◆ TASK TO CARRY OUT
Write the data below out again in full, exactly as shown.

Records from a data source
——
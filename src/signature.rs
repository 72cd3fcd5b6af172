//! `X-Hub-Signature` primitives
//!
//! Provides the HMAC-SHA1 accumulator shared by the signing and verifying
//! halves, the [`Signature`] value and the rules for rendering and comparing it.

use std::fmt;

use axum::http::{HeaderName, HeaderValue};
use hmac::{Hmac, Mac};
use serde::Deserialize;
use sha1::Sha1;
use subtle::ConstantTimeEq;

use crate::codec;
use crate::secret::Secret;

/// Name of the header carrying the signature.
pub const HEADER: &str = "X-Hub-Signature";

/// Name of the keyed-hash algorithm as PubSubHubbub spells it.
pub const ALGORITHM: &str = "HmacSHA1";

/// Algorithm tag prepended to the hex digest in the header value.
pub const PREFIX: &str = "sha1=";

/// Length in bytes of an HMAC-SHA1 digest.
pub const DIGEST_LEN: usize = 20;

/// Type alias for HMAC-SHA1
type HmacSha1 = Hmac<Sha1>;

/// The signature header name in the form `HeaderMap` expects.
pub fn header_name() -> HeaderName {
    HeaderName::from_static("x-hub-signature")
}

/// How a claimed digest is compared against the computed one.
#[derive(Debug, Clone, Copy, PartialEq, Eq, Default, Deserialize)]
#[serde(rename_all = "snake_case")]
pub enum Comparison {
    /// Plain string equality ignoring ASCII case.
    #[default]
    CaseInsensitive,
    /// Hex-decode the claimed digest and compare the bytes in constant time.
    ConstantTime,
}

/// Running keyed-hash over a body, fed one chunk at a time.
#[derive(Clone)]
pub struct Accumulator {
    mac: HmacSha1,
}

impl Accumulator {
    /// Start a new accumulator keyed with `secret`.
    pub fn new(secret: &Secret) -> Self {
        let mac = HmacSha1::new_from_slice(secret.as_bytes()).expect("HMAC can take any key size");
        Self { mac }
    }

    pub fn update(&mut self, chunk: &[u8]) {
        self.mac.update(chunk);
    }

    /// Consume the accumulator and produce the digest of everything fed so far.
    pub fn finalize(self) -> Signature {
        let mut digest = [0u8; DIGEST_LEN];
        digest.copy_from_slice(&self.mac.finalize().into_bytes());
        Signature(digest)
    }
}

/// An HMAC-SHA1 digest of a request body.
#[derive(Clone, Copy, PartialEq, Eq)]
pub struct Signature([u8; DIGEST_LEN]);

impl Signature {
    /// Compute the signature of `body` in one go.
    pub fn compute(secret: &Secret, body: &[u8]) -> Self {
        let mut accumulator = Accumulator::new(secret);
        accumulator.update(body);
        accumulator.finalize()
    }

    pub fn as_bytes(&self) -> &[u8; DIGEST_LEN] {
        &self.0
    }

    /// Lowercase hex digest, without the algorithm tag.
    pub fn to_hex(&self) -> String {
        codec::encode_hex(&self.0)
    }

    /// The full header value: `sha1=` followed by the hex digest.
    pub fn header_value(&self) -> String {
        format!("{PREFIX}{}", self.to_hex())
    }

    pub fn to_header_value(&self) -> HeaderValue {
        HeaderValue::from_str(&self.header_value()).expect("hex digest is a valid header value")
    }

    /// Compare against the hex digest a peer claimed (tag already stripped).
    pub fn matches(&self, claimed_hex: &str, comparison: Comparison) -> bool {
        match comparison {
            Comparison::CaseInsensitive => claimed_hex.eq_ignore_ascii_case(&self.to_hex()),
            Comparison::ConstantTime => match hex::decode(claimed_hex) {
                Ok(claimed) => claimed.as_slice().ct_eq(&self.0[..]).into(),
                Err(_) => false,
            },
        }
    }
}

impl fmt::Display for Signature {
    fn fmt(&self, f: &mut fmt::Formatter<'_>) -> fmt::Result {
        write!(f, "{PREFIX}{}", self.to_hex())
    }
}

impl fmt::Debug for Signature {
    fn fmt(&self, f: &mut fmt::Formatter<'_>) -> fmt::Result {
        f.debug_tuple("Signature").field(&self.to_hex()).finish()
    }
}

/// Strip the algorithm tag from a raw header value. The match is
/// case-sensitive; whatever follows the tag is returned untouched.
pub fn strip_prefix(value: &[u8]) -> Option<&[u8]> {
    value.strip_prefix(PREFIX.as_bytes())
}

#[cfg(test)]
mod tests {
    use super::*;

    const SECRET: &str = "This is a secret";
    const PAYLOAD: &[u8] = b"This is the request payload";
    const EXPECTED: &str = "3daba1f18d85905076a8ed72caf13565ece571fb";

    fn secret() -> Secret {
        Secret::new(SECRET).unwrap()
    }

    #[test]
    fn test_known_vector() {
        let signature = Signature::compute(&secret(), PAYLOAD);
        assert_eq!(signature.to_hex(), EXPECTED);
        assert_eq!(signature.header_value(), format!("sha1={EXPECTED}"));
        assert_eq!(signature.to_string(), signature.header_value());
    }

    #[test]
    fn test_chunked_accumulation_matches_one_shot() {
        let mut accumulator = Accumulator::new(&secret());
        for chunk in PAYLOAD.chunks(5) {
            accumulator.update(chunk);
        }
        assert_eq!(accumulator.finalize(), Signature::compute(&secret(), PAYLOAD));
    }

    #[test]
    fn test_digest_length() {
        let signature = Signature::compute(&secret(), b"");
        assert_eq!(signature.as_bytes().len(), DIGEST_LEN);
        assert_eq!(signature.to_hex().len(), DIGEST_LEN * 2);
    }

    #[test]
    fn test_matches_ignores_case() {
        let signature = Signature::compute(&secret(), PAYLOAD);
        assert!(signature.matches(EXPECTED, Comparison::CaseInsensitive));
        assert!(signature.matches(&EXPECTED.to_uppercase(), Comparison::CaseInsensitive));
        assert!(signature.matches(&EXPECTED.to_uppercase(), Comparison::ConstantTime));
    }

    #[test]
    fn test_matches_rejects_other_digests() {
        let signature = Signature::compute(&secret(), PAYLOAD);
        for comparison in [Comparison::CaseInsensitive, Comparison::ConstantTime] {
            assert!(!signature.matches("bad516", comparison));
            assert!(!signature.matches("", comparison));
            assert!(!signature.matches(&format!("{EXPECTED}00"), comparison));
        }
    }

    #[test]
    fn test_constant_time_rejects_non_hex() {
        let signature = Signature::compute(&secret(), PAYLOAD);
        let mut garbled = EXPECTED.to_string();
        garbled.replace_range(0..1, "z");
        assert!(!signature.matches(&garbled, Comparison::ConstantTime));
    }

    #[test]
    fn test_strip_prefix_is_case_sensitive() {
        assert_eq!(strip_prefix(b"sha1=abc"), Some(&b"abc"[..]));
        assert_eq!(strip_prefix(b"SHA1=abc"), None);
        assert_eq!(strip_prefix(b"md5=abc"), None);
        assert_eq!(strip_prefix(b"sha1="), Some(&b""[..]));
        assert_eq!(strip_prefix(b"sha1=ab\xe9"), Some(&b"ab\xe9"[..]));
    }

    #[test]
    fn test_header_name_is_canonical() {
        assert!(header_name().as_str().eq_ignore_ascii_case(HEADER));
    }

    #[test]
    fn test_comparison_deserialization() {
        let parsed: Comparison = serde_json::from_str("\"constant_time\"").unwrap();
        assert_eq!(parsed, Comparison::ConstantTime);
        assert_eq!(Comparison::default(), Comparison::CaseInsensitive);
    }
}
——
◆ RESULT
filename src/signature.rs
repository 72cd3fcd5b6af172
//! `X-Hub-Signature` primitives
//!
//! Provides the HMAC-SHA1 accumulator shared by the signing and verifying
//! halves, the [`Signature`] value and the rules for rendering and comparing it.

use std::fmt;

use axum::http::{HeaderName, HeaderValue};
use hmac::{Hmac, Mac};
use serde::Deserialize;
use sha1::Sha1;
use subtle::ConstantTimeEq;

use crate::codec;
use crate::secret::Secret;

/// Name of the header carrying the signature.
pub const HEADER: &str = "X-Hub-Signature";

/// Name of the keyed-hash algorithm as PubSubHubbub spells it.
pub const ALGORITHM: &str = "HmacSHA1";

/// Algorithm tag prepended to the hex digest in the header value.
pub const PREFIX: &str = "sha1=";

/// Length in bytes of an HMAC-SHA1 digest.
pub const DIGEST_LEN: usize = 20;

/// Type alias for HMAC-SHA1
type HmacSha1 = Hmac<Sha1>;

/// The signature header name in the form `HeaderMap` expects.
pub fn header_name() -> HeaderName {
    HeaderName::from_static("x-hub-signature")
}

/// How a claimed digest is compared against the computed one.
#[derive(Debug, Clone, Copy, PartialEq, Eq, Default, Deserialize)]
#[serde(rename_all = "snake_case")]
pub enum Comparison {
    /// Plain string equality ignoring ASCII case.
    #[default]
    CaseInsensitive,
    /// Hex-decode the claimed digest and compare the bytes in constant time.
    ConstantTime,
}

/// Running keyed-hash over a body, fed one chunk at a time.
#[derive(Clone)]
pub struct Accumulator {
    mac: HmacSha1,
}

impl Accumulator {
    /// Start a new accumulator keyed with `secret`.
    pub fn new(secret: &Secret) -> Self {
        let mac = HmacSha1::new_from_slice(secret.as_bytes()).expect("HMAC can take any key size");
        Self { mac }
    }

    pub fn update(&mut self, chunk: &[u8]) {
        self.mac.update(chunk);
    }

    /// Consume the accumulator and produce the digest of everything fed so far.
    pub fn finalize(self) -> Signature {
        let mut digest = [0u8; DIGEST_LEN];
        digest.copy_from_slice(&self.mac.finalize().into_bytes());
        Signature(digest)
    }
}

/// An HMAC-SHA1 digest of a request body.
#[derive(Clone, Copy, PartialEq, Eq)]
pub struct Signature([u8; DIGEST_LEN]);

impl Signature {
    /// Compute the signature of `body` in one go.
    pub fn compute(secret: &Secret, body: &[u8]) -> Self {
        let mut accumulator = Accumulator::new(secret);
        accumulator.update(body);
        accumulator.finalize()
    }

    pub fn as_bytes(&self) -> &[u8; DIGEST_LEN] {
        &self.0
    }

    /// Lowercase hex digest, without the algorithm tag.
    pub fn to_hex(&self) -> String {
        codec::encode_hex(&self.0)
    }

    /// The full header value: `sha1=` followed by the hex digest.
    pub fn header_value(&self) -> String {
        format!("{PREFIX}{}", self.to_hex())
    }

    pub fn to_header_value(&self) -> HeaderValue {
        HeaderValue::from_str(&self.header_value()).expect("hex digest is a valid header value")
    }

    /// Compare against the hex digest a peer claimed (tag already stripped).
    pub fn matches(&self, claimed_hex: &str, comparison: Comparison) -> bool {
        match comparison {
            Comparison::CaseInsensitive => claimed_hex.eq_ignore_ascii_case(&self.to_hex()),
            Comparison::ConstantTime => match hex::decode(claimed_hex) {
                Ok(claimed) => claimed.as_slice().ct_eq(&self.0[..]).into(),
                Err(_) => false,
            },
        }
    }
}

impl fmt::Display for Signature {
    fn fmt(&self, f: &mut fmt::Formatter<'_>) -> fmt::Result {
        write!(f, "{PREFIX}{}", self.to_hex())
    }
}

impl fmt::Debug for Signature {
    fn fmt(&self, f: &mut fmt::Formatter<'_>) -> fmt::Result {
        f.debug_tuple("Signature").field(&self.to_hex()).finish()
    }
}

/// Strip the algorithm tag from a raw header value. The match is
/// case-sensitive; whatever follows the tag is returned untouched.
pub fn strip_prefix(value: &[u8]) -> Option<&[u8]> {
    value.strip_prefix(PREFIX.as_bytes())
}

#[cfg(test)]
mod tests {
    use super::*;

    const SECRET: &str = "This is a secret";
    const PAYLOAD: &[u8] = b"This is the request payload";
    const EXPECTED: &str = "3daba1f18d85905076a8ed72caf13565ece571fb";

    fn secret() -> Secret {
        Secret::new(SECRET).unwrap()
    }

    #[test]
    fn test_known_vector() {
        let signature = Signature::compute(&secret(), PAYLOAD);
        assert_eq!(signature.to_hex(), EXPECTED);
        assert_eq!(signature.header_value(), format!("sha1={EXPECTED}"));
        assert_eq!(signature.to_string(), signature.header_value());
    }

    #[test]
    fn test_chunked_accumulation_matches_one_shot() {
        let mut accumulator = Accumulator::new(&secret());
        for chunk in PAYLOAD.chunks(5) {
            accumulator.update(chunk);
        }
        assert_eq!(accumulator.finalize(), Signature::compute(&secret(), PAYLOAD));
    }

    #[test]
    fn test_digest_length() {
        let signature = Signature::compute(&secret(), b"");
        assert_eq!(signature.as_bytes().len(), DIGEST_LEN);
        assert_eq!(signature.to_hex().len(), DIGEST_LEN * 2);
    }

    #[test]
    fn test_matches_ignores_case() {
        let signature = Signature::compute(&secret(), PAYLOAD);
        assert!(signature.matches(EXPECTED, Comparison::CaseInsensitive));
        assert!(signature.matches(&EXPECTED.to_uppercase(), Comparison::CaseInsensitive));
        assert!(signature.matches(&EXPECTED.to_uppercase(), Comparison::ConstantTime));
    }

    #[test]
    fn test_matches_rejects_other_digests() {
        let signature = Signature::compute(&secret(), PAYLOAD);
        for comparison in [Comparison::CaseInsensitive, Comparison::ConstantTime] {
            assert!(!signature.matches("bad516", comparison));
            assert!(!signature.matches("", comparison));
            assert!(!signature.matches(&format!("{EXPECTED}00"), comparison));
        }
    }

    #[test]
    fn test_constant_time_rejects_non_hex() {
        let signature = Signature::compute(&secret(), PAYLOAD);
        let mut garbled = EXPECTED.to_string();
        garbled.replace_range(0..1, "z");
        assert!(!signature.matches(&garbled, Comparison::ConstantTime));
    }

    #[test]
    fn test_strip_prefix_is_case_sensitive() {
        assert_eq!(strip_prefix(b"sha1=abc"), Some(&b"abc"[..]));
        assert_eq!(strip_prefix(b"SHA1=abc"), None);
        assert_eq!(strip_prefix(b"md5=abc"), None);
        assert_eq!(strip_prefix(b"sha1="), Some(&b""[..]));
        assert_eq!(strip_prefix(b"sha1=ab\xe9"), Some(&b"ab\xe9"[..]));
    }

    #[test]
    fn test_header_name_is_canonical() {
        assert!(header_name().as_str().eq_ignore_ascii_case(HEADER));
    }

    #[test]
    fn test_comparison_deserialization() {
        let parsed: Comparison = serde_json::from_str("\"constant_time\"").unwrap();
        assert_eq!(parsed, Comparison::ConstantTime);
        assert_eq!(Comparison::default(), Comparison::CaseInsensitive);
    }
}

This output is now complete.